**Task goal:** In the listing below, start your output at the line with "#[derive(Clone)]" and end it after the line with "impl fmt::Debug for", copying every line exactly.

*** Block opens ***

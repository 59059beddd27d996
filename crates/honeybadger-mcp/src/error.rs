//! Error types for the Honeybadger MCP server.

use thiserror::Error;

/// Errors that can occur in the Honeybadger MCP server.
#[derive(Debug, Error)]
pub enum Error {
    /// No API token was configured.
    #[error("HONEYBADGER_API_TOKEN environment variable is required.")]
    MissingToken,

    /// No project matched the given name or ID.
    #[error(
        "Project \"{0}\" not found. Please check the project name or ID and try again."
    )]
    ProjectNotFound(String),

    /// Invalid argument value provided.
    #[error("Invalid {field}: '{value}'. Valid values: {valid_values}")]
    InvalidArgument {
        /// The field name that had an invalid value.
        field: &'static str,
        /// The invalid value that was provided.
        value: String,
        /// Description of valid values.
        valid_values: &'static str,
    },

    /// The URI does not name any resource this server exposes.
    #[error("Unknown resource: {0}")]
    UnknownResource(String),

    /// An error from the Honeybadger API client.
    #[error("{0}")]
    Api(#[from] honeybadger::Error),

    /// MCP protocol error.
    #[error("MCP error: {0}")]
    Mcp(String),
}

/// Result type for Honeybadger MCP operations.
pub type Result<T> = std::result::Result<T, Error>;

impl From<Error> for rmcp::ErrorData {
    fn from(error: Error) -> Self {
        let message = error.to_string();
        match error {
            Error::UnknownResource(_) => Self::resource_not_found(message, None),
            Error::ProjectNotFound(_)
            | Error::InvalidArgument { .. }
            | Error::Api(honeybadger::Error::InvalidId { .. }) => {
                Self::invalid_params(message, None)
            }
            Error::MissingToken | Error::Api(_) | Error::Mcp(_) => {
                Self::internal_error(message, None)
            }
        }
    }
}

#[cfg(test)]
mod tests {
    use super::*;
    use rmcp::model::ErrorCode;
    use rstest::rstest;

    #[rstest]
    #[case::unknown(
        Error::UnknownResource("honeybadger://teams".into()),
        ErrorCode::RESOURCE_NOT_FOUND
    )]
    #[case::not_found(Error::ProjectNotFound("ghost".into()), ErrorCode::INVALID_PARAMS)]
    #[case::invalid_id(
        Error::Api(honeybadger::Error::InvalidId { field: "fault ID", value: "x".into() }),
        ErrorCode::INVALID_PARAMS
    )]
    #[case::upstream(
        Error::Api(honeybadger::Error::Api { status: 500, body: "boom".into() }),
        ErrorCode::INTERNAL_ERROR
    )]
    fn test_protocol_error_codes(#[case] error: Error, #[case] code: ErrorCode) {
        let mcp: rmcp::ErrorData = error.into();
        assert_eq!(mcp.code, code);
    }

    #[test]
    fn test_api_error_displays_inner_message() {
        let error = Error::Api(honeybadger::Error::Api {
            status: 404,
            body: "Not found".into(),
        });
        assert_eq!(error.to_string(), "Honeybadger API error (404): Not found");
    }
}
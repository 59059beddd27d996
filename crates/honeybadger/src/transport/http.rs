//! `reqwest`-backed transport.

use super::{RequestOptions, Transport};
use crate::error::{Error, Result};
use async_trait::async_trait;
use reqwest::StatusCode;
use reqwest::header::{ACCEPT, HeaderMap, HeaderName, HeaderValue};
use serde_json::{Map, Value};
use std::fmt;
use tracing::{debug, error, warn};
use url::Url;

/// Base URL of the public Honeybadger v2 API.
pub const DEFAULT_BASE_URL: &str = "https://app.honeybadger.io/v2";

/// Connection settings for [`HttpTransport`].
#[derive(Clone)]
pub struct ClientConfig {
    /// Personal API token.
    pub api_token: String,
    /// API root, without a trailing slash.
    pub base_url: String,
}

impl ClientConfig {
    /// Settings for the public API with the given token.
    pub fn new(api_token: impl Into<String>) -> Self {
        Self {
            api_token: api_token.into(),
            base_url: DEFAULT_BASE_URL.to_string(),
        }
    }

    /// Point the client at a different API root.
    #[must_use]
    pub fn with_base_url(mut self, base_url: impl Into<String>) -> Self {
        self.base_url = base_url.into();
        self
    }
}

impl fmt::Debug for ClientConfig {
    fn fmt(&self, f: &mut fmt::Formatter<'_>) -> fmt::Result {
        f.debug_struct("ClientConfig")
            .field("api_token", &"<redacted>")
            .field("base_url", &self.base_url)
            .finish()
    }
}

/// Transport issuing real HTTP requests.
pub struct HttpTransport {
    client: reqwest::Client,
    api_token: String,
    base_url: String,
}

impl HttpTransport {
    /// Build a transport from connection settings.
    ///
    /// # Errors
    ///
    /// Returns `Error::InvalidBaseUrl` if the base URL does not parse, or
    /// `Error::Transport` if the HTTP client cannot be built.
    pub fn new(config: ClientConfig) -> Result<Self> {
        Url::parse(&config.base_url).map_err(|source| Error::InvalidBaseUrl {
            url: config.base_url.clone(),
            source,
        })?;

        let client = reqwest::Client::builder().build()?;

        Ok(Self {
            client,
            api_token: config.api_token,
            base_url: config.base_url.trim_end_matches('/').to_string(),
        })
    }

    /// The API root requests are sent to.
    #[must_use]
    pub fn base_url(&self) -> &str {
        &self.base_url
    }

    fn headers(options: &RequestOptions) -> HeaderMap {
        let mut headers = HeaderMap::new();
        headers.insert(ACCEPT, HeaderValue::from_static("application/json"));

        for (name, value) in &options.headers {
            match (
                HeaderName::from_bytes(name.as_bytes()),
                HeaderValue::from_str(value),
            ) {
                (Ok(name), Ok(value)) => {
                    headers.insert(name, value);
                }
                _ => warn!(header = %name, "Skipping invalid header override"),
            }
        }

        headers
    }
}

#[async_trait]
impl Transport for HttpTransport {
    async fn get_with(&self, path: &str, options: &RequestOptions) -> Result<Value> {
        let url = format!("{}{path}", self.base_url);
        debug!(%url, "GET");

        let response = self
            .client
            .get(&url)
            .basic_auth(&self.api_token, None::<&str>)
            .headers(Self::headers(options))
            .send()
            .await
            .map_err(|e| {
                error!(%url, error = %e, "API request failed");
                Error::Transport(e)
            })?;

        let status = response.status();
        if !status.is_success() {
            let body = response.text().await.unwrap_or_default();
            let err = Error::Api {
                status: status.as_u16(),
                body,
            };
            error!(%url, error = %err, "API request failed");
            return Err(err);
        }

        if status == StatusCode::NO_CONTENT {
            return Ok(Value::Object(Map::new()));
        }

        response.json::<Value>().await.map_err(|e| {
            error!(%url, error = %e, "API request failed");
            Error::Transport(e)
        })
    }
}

*** Block closes ***
*** Block opens ***

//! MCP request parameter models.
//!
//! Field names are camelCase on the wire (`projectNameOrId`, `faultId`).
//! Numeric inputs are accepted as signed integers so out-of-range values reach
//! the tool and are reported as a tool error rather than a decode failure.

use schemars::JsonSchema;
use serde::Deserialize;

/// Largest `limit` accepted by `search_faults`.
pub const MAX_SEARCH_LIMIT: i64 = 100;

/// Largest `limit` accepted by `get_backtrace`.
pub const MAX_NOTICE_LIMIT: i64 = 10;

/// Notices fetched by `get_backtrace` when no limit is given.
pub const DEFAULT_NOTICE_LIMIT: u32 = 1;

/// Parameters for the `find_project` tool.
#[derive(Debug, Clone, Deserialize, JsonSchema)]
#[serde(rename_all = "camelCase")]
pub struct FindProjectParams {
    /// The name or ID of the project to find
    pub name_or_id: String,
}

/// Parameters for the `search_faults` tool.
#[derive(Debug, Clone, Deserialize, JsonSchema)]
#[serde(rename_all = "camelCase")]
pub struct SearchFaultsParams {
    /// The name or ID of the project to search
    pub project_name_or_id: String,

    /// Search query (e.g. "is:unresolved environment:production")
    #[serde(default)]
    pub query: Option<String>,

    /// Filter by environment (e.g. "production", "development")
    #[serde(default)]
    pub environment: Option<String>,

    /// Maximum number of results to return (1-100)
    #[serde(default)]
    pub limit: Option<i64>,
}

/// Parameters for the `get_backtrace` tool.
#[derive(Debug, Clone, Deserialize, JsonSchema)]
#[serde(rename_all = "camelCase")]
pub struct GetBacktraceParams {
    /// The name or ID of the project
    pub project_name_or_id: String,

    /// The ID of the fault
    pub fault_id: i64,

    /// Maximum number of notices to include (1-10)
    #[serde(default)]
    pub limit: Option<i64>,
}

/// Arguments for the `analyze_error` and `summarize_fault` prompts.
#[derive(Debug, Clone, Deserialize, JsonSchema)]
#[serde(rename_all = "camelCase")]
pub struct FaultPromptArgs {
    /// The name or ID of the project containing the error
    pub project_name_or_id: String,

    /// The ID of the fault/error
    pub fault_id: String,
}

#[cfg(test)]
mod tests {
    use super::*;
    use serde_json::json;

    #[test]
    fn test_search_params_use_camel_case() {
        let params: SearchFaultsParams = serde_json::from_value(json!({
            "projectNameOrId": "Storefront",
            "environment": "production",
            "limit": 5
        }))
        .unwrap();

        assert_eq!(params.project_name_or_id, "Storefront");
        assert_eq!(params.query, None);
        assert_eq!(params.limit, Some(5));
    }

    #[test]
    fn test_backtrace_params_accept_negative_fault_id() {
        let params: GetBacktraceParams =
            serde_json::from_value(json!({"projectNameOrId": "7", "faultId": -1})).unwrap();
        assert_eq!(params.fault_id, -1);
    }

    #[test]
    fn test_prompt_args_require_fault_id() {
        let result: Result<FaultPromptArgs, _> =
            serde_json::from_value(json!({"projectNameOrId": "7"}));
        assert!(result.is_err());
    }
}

*** Block closes ***

**Solution to this problem:**
#[derive(Clone)]
pub struct ClientConfig {
    /// Personal API token.
    pub api_token: String,
    /// API root, without a trailing slash.
    pub base_url: String,
}

impl ClientConfig {
    /// Settings for the public API with the given token.
    pub fn new(api_token: impl Into<String>) -> Self {
        Self {
            api_token: api_token.into(),
            base_url: DEFAULT_BASE_URL.to_string(),
        }
    }

    /// Point the client at a different API root.
    #[must_use]
    pub fn with_base_url(mut self, base_url: impl Into<String>) -> Self {
        self.base_url = base_url.into();
        self
    }
}

impl fmt::Debug for ClientConfig {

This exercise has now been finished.